Understanding the needs of migrant returnees cited as critical in the reintegration process

ILO shared best practices and lessons learnt in the reintegration effort of migrant returnees.

Press release | 07 December 2018
ILO News (Addis Ababa): The International Labour Organization (ILO) convened a high-level knowledge sharing forum on best experiences and lessons learned from ILO's programme on 
supporting the reintegration of returnees in Ethiopia. The Forum which took place 05 December 2018 in Addis Ababa, shared best practices of Ethiopian as well as other countries’ to contribute to future interventions on reintegrating returnees back into their communities and the labour market.

Mr. Aeneas Chapinga Chuma, UN Resident Coordinator, UNDP Resident Representative & UN Humanitarian Coordinator, in his opening statement congratulated the ILO for the remarkable achievements and appreciated the European Union for their generous financial support. 

During the panel discussion the importance of enhanced collaboration among all stakeholders involved in sustainable reintegration of returnees was highlighted. Ms. Worknesh Asfaw, a returnee entrepreneur stressed on the importance of family and community support as being the anchor to a sustainable reintegration. 

Dr. Mehret Debebe, a renown Psychiatrist highlighted the importance of understanding the specific needs of individual returnees as well as the impact of mental trauma as critical aspects for successful reintegration. As a way forward, panelists highlighted the need for partnership, coordination and reliable data as critical for sustainable reintegration in Ethiopia.

Mr Eric Habers, Head of Cooperation of the European Union Delegation to Ethiopia, in his closing encouraged all stakeholders working on reintegration to follow the example of the ILO project and coordination and confirmed EUs’ continued commitment for the support of the Government of Ethiopia in their effort in reintegrating migrant returnees.

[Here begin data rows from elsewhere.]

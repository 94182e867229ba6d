use anyhow::{Context, Result, bail};
use bitview::areas::controller::{
    Controller, DiffTarget, Engine, EngineEvent, HistoryView, SWITCHED_STATUS_PREFIX,
};
use bitview::areas::diff_cache::DiffSnapshot;
use bitview::areas::git::GitProducer;
use bitview::areas::local_changes::Side;
use bitview::areas::model::Selection;
use bitview::artifacts::core::pager::HistoryOutput;
use bitview::artifacts::log::entry::Entry;
use bitview::commands::log::render_history;
use bitview::commands::show::{render_commit, render_local};
use bitview::config::{DEFAULT_BATCH_SIZE, EngineConfig};
use clap::Parser;
use std::io::Write;
use std::path::PathBuf;
use std::sync::Arc;
use tokio::runtime::Handle;
use tracing_subscriber::EnvFilter;

#[derive(Parser)]
#[command(
    name = "bitview",
    version = "0.1.0",
    author = "Sami Barbut-Dica",
    about = "Browse a repository's commit history",
    long_about = "This command streams the commit history of a repository in batches, \
    draws its ancestry graph and labels commits with their branches and tags. \
    Pending working-tree changes show up as rows above the newest commit.",
    help_template = r"
{name} {version} - {about}

USAGE:
    {usage}

OPTIONS:
    {all-args}
",
)]
struct Cli {
    #[arg(index = 1, help = "A path inside the repository (defaults to the current directory)")]
    path: Option<PathBuf>,
    #[arg(short = 'n', long, default_value_t = DEFAULT_BATCH_SIZE, help = "Commits to load per batch")]
    limit: usize,
    #[arg(short, long, help = "Only show commits matching this text")]
    filter: Option<String>,
    #[arg(short, long, value_name = "REV", help = "Show the diff of a listed commit, or of 'unstaged' / 'staged'")]
    show: Option<String>,
    #[arg(long, value_name = "BRANCH", help = "Switch to a branch before loading")]
    switch: Option<String>,
    #[arg(short, long, help = "Keep running and re-render when the repository changes")]
    watch: bool,
    #[arg(long, help = "Write to stdout even on a terminal")]
    no_pager: bool,
    #[arg(long, value_name = "PATH", default_value = "git", help = "The git executable to run")]
    git: PathBuf,
}

impl Cli {
    fn engine_config(&self) -> EngineConfig {
        // the watcher is started once the first listing is out
        EngineConfig {
            auto_reload: false,
            git_binary: self.git.clone(),
            ..EngineConfig::default()
        }
        .with_batch_size(self.limit)
    }
}

enum ShowTarget {
    Commit(String),
    Local(Side),
}

impl ShowTarget {
    fn parse(rev: &str) -> Self {
        match rev {
            "unstaged" => ShowTarget::Local(Side::Unstaged),
            "staged" => ShowTarget::Local(Side::Staged),
            _ => ShowTarget::Commit(rev.to_string()),
        }
    }
}

/// A `--show` target after it was selected
enum Shown {
    Local { side: Side, visible: bool },
    Commit { entry: Arc<Entry>, labels: Vec<String> },
}

fn init_tracing() {
    let filter = EnvFilter::try_from_default_env().unwrap_or_else(|_| EnvFilter::new("warn"));
    tracing_subscriber::fmt()
        .with_env_filter(filter)
        .with_writer(std::io::stderr)
        .init();
}

#[tokio::main]
async fn main() -> Result<()> {
    init_tracing();
    let cli = Cli::parse();

    let path = match &cli.path {
        Some(path) => path.clone(),
        None => std::env::current_dir()?,
    };
    let config = cli.engine_config();
    let producer = Arc::new(GitProducer::new(config.git_binary.clone()));
    let mut engine = Engine::start(config, producer, &Handle::current());

    let result = browse(&cli, &mut engine, path).await;
    engine.stop().await;

    result
}

async fn browse(cli: &Cli, engine: &mut Engine, path: PathBuf) -> Result<()> {
    engine
        .handle()
        .post(move |this: &mut Controller, handle| this.open(handle, path));
    wait_for_reload(engine)
        .await
        .context("Failed to open repository")?;

    if let Some(branch) = &cli.switch {
        let branch = branch.clone();
        engine
            .handle()
            .post(move |this: &mut Controller, handle| this.switch_branch(handle, &branch));
        wait_for_reload(engine)
            .await
            .context("Failed to switch branch")?;
    }

    if let Some(query) = &cli.filter {
        let query = query.clone();
        engine
            .handle()
            .call(move |this: &mut Controller, handle| this.apply_filter(handle, &query))
            .await;
    }

    let shown = match &cli.show {
        Some(rev) => Some(select_target(engine, ShowTarget::parse(rev)).await?),
        None => None,
    };

    let use_pager = !cli.no_pager && !cli.watch;
    let mut output = HistoryOutput::open(use_pager, "bitview")?;
    let view = current_view(engine).await?;
    render_history(&mut output, &view)?;

    if let Some(shown) = shown {
        writeln!(output)?;
        show(engine, &mut output, shown).await?;
    }
    output.finish()?;

    if cli.watch {
        engine
            .handle()
            .post(|this: &mut Controller, handle| this.set_auto_reload(handle, true));
        watch(engine).await?;
    }

    Ok(())
}

/// Wait for the next fresh list, failing on a status message that is not a
/// branch switch notice
async fn wait_for_reload(engine: &mut Engine) -> Result<()> {
    while let Some(event) = engine.next_event().await {
        match event {
            EngineEvent::Reloaded { .. } => return Ok(()),
            EngineEvent::Status(message) if !message.starts_with(SWITCHED_STATUS_PREFIX) => {
                bail!(message)
            }
            _ => {}
        }
    }

    bail!("history engine stopped")
}

async fn current_view(engine: &Engine) -> Result<HistoryView> {
    engine
        .handle()
        .call(|this: &mut Controller, _| this.view())
        .await
        .context("history engine stopped")
}

/// Select what `--show` names so the list marks it
async fn select_target(engine: &Engine, target: ShowTarget) -> Result<Shown> {
    match target {
        ShowTarget::Local(side) => {
            let visible = engine
                .handle()
                .call(move |this: &mut Controller, handle| {
                    let visible = this.local_changes().is_visible(side);
                    if visible {
                        this.select(handle, Selection::Local(side));
                    }
                    visible
                })
                .await
                .context("history engine stopped")?;

            Ok(Shown::Local { side, visible })
        }
        ShowTarget::Commit(rev) => {
            let prefix = rev.clone();
            let found = engine
                .handle()
                .call(move |this: &mut Controller, handle| {
                    let entry = this.model().find_by_prefix(&prefix).cloned()?;
                    let labels = this.model().labels().get(entry.oid()).to_vec();
                    let hint = this.model().position(entry.oid()).unwrap_or_default();
                    this.select(
                        handle,
                        Selection::Commit {
                            oid: entry.oid().clone(),
                            hint,
                        },
                    );
                    Some((entry, labels))
                })
                .await
                .context("history engine stopped")?;

            let Some((entry, labels)) = found else {
                bail!("unknown revision '{rev}'");
            };
            Ok(Shown::Commit { entry, labels })
        }
    }
}

async fn show(engine: &mut Engine, output: &mut dyn Write, shown: Shown) -> Result<()> {
    match shown {
        Shown::Local { side, visible } => {
            let diff = if visible {
                wait_for_diff(engine, DiffTarget::Local(side)).await?
            } else {
                DiffSnapshot::default()
            };
            render_local(output, side, &diff)
        }
        Shown::Commit { entry, labels } => {
            let diff = wait_for_diff(engine, DiffTarget::Commit(entry.oid().clone())).await?;
            render_commit(output, &entry, &labels, &diff)
        }
    }
}

async fn wait_for_diff(engine: &mut Engine, target: DiffTarget) -> Result<DiffSnapshot> {
    while let Some(event) = engine.next_event().await {
        if let EngineEvent::DiffReady { target: ready, diff } = event
            && ready == target
        {
            return Ok(diff);
        }
    }

    bail!("history engine stopped")
}

/// Re-render on every reload until interrupted
async fn watch(engine: &mut Engine) -> Result<()> {
    tracing::info!("watching for repository changes");
    loop {
        tokio::select! {
            _ = tokio::signal::ctrl_c() => return Ok(()),
            event = engine.next_event() => match event {
                Some(EngineEvent::Reloaded { .. }) => {
                    let view = current_view(engine).await?;
                    let mut stdout = std::io::stdout();
                    writeln!(stdout)?;
                    render_history(&mut stdout, &view)?;
                    stdout.flush()?;
                }
                Some(EngineEvent::Status(message)) => eprintln!("{message}"),
                Some(_) => {}
                None => return Ok(()),
            },
        }
    }
}
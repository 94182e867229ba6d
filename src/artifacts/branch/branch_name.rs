use crate::artifacts::branch::INVALID_BRANCH_NAME_REGEX;
use crate::error::{EngineError, Result};

const REF_PREFIX: &str = "refs/heads/";

/// Full symbolic name of a ref, e.g. `refs/heads/main`
#[derive(Debug, Clone, PartialEq, Eq, Hash, Default, PartialOrd, Ord)]
pub struct SymRefName(String);

impl SymRefName {
    pub fn new(name: impl Into<String>) -> Self {
        SymRefName(name.into().trim().to_string())
    }
}

#[derive(Debug, Clone, PartialEq, Eq, Hash, Default, PartialOrd, Ord)]
pub struct BranchName(String);

impl BranchName {
    /// Validate a branch name against the producer's ref-name rules
    ///
    /// Invalid names are reported as `InvalidStart` so a bad `switch-branch`
    /// request never reaches the producer.
    pub fn try_parse(name: impl Into<String>) -> Result<Self> {
        let name = name.into();
        if name.is_empty() {
            return Err(EngineError::InvalidStart(
                "branch name cannot be empty".to_string(),
            ));
        }

        let re = regex::Regex::new(INVALID_BRANCH_NAME_REGEX).map_err(|e| {
            EngineError::ParseFailure(format!("invalid branch name regex: {e}"))
        })?;

        if re.is_match(&name) {
            Err(EngineError::InvalidStart(name))
        } else {
            Ok(Self(name))
        }
    }

    pub fn try_parse_sym_ref_name(sym_ref_name: &SymRefName) -> Result<Self> {
        match sym_ref_name.0.strip_prefix(REF_PREFIX) {
            Some(short_name) => Self::try_parse(short_name),
            None => Err(EngineError::InvalidStart(sym_ref_name.0.clone())),
        }
    }
}

impl AsRef<str> for BranchName {
    fn as_ref(&self) -> &str {
        &self.0
    }
}

impl std::fmt::Display for BranchName {
    fn fmt(&self, f: &mut std::fmt::Formatter<'_>) -> std::fmt::Result {
        write!(f, "{}", self.0)
    }
}
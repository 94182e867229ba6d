//! Process-wide `git` version
//!
//! The version is probed once, by [`init`], the first time a repository is
//! opened. Later callers read it with [`get`].

use crate::error::{EngineError, Result};
use std::path::Path;
use std::process::Command;
use std::sync::OnceLock;

static VERSION: OnceLock<GitVersion> = OnceLock::new();

#[derive(Debug, Clone, Copy, PartialEq, Eq, PartialOrd, Ord)]
pub struct GitVersion {
    pub major: u32,
    pub minor: u32,
    pub patch: u32,
}

impl GitVersion {
    pub const fn new(major: u32, minor: u32, patch: u32) -> Self {
        GitVersion {
            major,
            minor,
            patch,
        }
    }

    /// Parse `git version 2.39.3 (Apple Git-145)` style output
    pub fn parse(output: &str) -> Option<Self> {
        let number = output.trim().strip_prefix("git version ")?;
        let number = number.split_whitespace().next()?;
        let mut parts = number
            .split('.')
            .map(|part| part.parse::<u32>().ok());

        let major = parts.next()??;
        let minor = parts.next().flatten().unwrap_or(0);
        let patch = parts.next().flatten().unwrap_or(0);
        Some(GitVersion::new(major, minor, patch))
    }

    /// `git switch` appeared in 2.23
    pub fn supports_switch(&self) -> bool {
        *self >= GitVersion::new(2, 23, 0)
    }
}

impl std::fmt::Display for GitVersion {
    fn fmt(&self, f: &mut std::fmt::Formatter<'_>) -> std::fmt::Result {
        write!(f, "{}.{}.{}", self.major, self.minor, self.patch)
    }
}

/// Probe `git --version` unless a version is already cached
pub fn init(git: &Path) -> Result<GitVersion> {
    if let Some(version) = VERSION.get() {
        return Ok(*version);
    }

    let output = Command::new(git).arg("--version").output()?;
    if !output.status.success() {
        return Err(EngineError::transport(
            "git --version",
            String::from_utf8_lossy(&output.stderr).trim(),
        ));
    }

    let stdout = String::from_utf8_lossy(&output.stdout);
    let version = GitVersion::parse(&stdout)
        .ok_or_else(|| EngineError::ParseFailure(format!("unrecognized git version: {stdout}")))?;
    tracing::debug!(%version, "probed git version");

    Ok(*VERSION.get_or_init(|| version))
}

pub fn get() -> Option<GitVersion> {
    VERSION.get().copied()
}
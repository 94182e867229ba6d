use crate::areas::controller::HistoryView;
use crate::areas::local_changes::Side;
use crate::areas::model::{Row, Selection};
use crate::artifacts::log::entry::Entry;
use colored::{ColoredString, Colorize};
use std::io::Write;

const HEAD_LABEL: &str = "HEAD";
const ATTACHED_HEAD_PREFIX: &str = "HEAD -> ";
const TAG_LABEL_PREFIX: &str = "tag: ";
const SELECTED_MARKER: &str = "> ";
const UNSELECTED_MARKER: &str = "  ";

/// Write every row of `view`, one per line
pub fn render_history(writer: &mut dyn Write, view: &HistoryView) -> anyhow::Result<()> {
    for row in &view.rows {
        match row {
            Row::Local(side) => render_local_row(writer, *side, &view.selection)?,
            Row::Commit(entry) => render_commit_row(writer, entry, view)?,
        }
    }

    if view.rows.is_empty() {
        writeln!(writer, "{}", "No commits".dimmed())?;
    }
    if view.has_more {
        writeln!(writer, "{}", "...".dimmed())?;
    }
    if let Some(status) = &view.status {
        writeln!(writer, "{}", status.red())?;
    }

    Ok(())
}

fn render_local_row(
    writer: &mut dyn Write,
    side: Side,
    selection: &Selection,
) -> anyhow::Result<()> {
    let marker = marker(*selection == Selection::Local(side));
    let title = match side {
        Side::Unstaged => side.title().red(),
        Side::Staged => side.title().green(),
    };

    writeln!(writer, "{marker}{title}")?;
    Ok(())
}

fn render_commit_row(
    writer: &mut dyn Write,
    entry: &Entry,
    view: &HistoryView,
) -> anyhow::Result<()> {
    let marker = marker(view.selection.oid() == Some(entry.oid()));

    writeln!(
        writer,
        "{marker}{} {}{}",
        entry.graph(),
        entry.summary(),
        decoration(view.labels.get(entry.oid()))
    )?;

    Ok(())
}

/// ` (HEAD -> main, tag: v1)`, empty for an unlabelled commit
pub fn decoration(labels: &[String]) -> String {
    if labels.is_empty() {
        return String::new();
    }

    let names = labels
        .iter()
        .map(|label| colored_label(label).to_string())
        .collect::<Vec<_>>()
        .join(", ");

    format!(" ({names})")
}

fn colored_label(label: &str) -> ColoredString {
    if label == HEAD_LABEL || label.starts_with(ATTACHED_HEAD_PREFIX) {
        label.cyan().bold()
    } else if label.starts_with(TAG_LABEL_PREFIX) {
        label.yellow().bold()
    } else {
        label.green().bold()
    }
}

fn marker(selected: bool) -> &'static str {
    if selected {
        SELECTED_MARKER
    } else {
        UNSELECTED_MARKER
    }
}

#[cfg(test)]
mod tests {
    use super::*;
    use crate::areas::producer::HeadState;
    use crate::areas::refs::BranchLabels;
    use crate::areas::testing::{commit, oid};
    use crate::artifacts::branch::branch_name::BranchName;
    use crate::artifacts::branch::refs::{Ref, RefKind};
    use pretty_assertions::assert_eq;
    use std::sync::Arc;

    fn view(rows: Vec<Row>, labels: BranchLabels, selection: Selection) -> HistoryView {
        HistoryView {
            rows,
            labels,
            head_name: "main".to_string(),
            has_more: false,
            selection,
            status: None,
        }
    }

    fn entry(name: &str, parents: &[&str], message: &str, graph: &str) -> Arc<Entry> {
        let mut entry = Entry::new(commit(name, parents, message));
        entry.set_graph(graph.to_string());
        Arc::new(entry)
    }

    fn rendered(view: &HistoryView) -> String {
        colored::control::set_override(false);
        let mut output = Vec::new();
        render_history(&mut output, view).unwrap();
        String::from_utf8(output).unwrap()
    }

    #[test]
    fn commit_rows_carry_graph_labels_and_summary() {
        let head = HeadState::new(Some(oid("c2")), Some(BranchName::try_parse("main").unwrap()));
        let refs = vec![
            Ref {
                kind: RefKind::LocalBranch,
                name: "main".to_string(),
                oid: oid("c2"),
            },
            Ref {
                kind: RefKind::Tag,
                name: "v1".to_string(),
                oid: oid("c1"),
            },
        ];
        let rows = vec![
            Row::Commit(entry("c2", &["c1"], "second\n\nbody", "*")),
            Row::Commit(entry("c1", &[], "first", "*")),
        ];

        let output = rendered(&view(
            rows,
            BranchLabels::build(&refs, &head),
            Selection::None,
        ));

        assert_eq!(
            output,
            "  * c2  2024-03-01  second (HEAD -> main, main)\n  * c1  2024-03-01  first (tag: v1)\n"
        );
    }

    #[test]
    fn pseudo_rows_come_first_and_follow_the_selection() {
        let rows = vec![
            Row::Local(Side::Unstaged),
            Row::Local(Side::Staged),
            Row::Commit(entry("c1", &[], "first", "*")),
        ];

        let output = rendered(&view(
            rows,
            BranchLabels::default(),
            Selection::Local(Side::Staged),
        ));

        assert_eq!(
            output,
            "  Unstaged changes\n> Staged changes\n  * c1  2024-03-01  first\n"
        );
    }

    #[test]
    fn empty_history_with_status_line() {
        let mut view = view(Vec::new(), BranchLabels::default(), Selection::None);
        view.status = Some("cannot resolve starting revision 'HEAD'".to_string());

        assert_eq!(
            rendered(&view),
            "No commits\ncannot resolve starting revision 'HEAD'\n"
        );
    }

    #[test]
    fn unlabelled_commits_have_no_decoration() {
        assert_eq!(decoration(&[]), "");
    }
}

In its tenure (2015-2018), the EU funded ILO “Support to the Reintegration of Returnee in Ethiopia” project supported close to 18,000 returnees in psychosocial and socio-cultural reintegration as well as economic reintegration. As of today, nearly 3,000 vulnerable returnees have been referred to appropriate services (i.e shelter, medical services, psycho-social counselling), and close to 7,000 returnees and LVC members have been supported to start their own business and engage in wage employment. Additionally, close to 14,000 returnees have acquired knowledge on technical and/or financial skills and/or business development services (BDS); while about 3,000 have received access to finance services. The project also raised awareness on the risks of irregular migration and the need to create a welcoming environment for returnees. It also promoted socio-economic opportunities for returnees in Ethiopia and strengthened the institutional capacity of different stakeholders involved in the psychosocial and socio-cultural reintegration as well as economic reintegration of Ethiopian migrant returnees. Finally, the project left a mark by supporting the Government of Ethiopia in developing and adopting the Reintegration Directive in October 2018.